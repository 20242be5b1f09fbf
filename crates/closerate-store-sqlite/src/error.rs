//! Error type for `closerate-store-sqlite`.

use thiserror::Error;

#[derive(Debug, Error)]
pub enum Error {
  #[error("core error: {0}")]
  Core(#[from] closerate_core::Error),

  #[error("database error: {0}")]
  Database(#[from] tokio_rusqlite::Error),

  #[error("date/time parse error: {0}")]
  DateParse(String),
}

pub type Result<T, E = Error> = std::result::Result<T, E>;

==============================

▸ Assignment: Each entry in the data must be copied exactly.

▸ Your solution:
repository 20242be5b1f09fbf
filename crates/closerate-store-sqlite/src/error.rs
//! Error type for `closerate-store-sqlite`.

use thiserror::Error;

#[derive(Debug, Error)]
pub enum Error {
  #[error("core error: {0}")]
  Core(#[from] closerate_core::Error),

  #[error("database error: {0}")]
  Database(#[from] tokio_rusqlite::Error),

  #[error("date/time parse error: {0}")]
  DateParse(String),
}

pub type Result<T, E = Error> = std::result::Result<T, E>;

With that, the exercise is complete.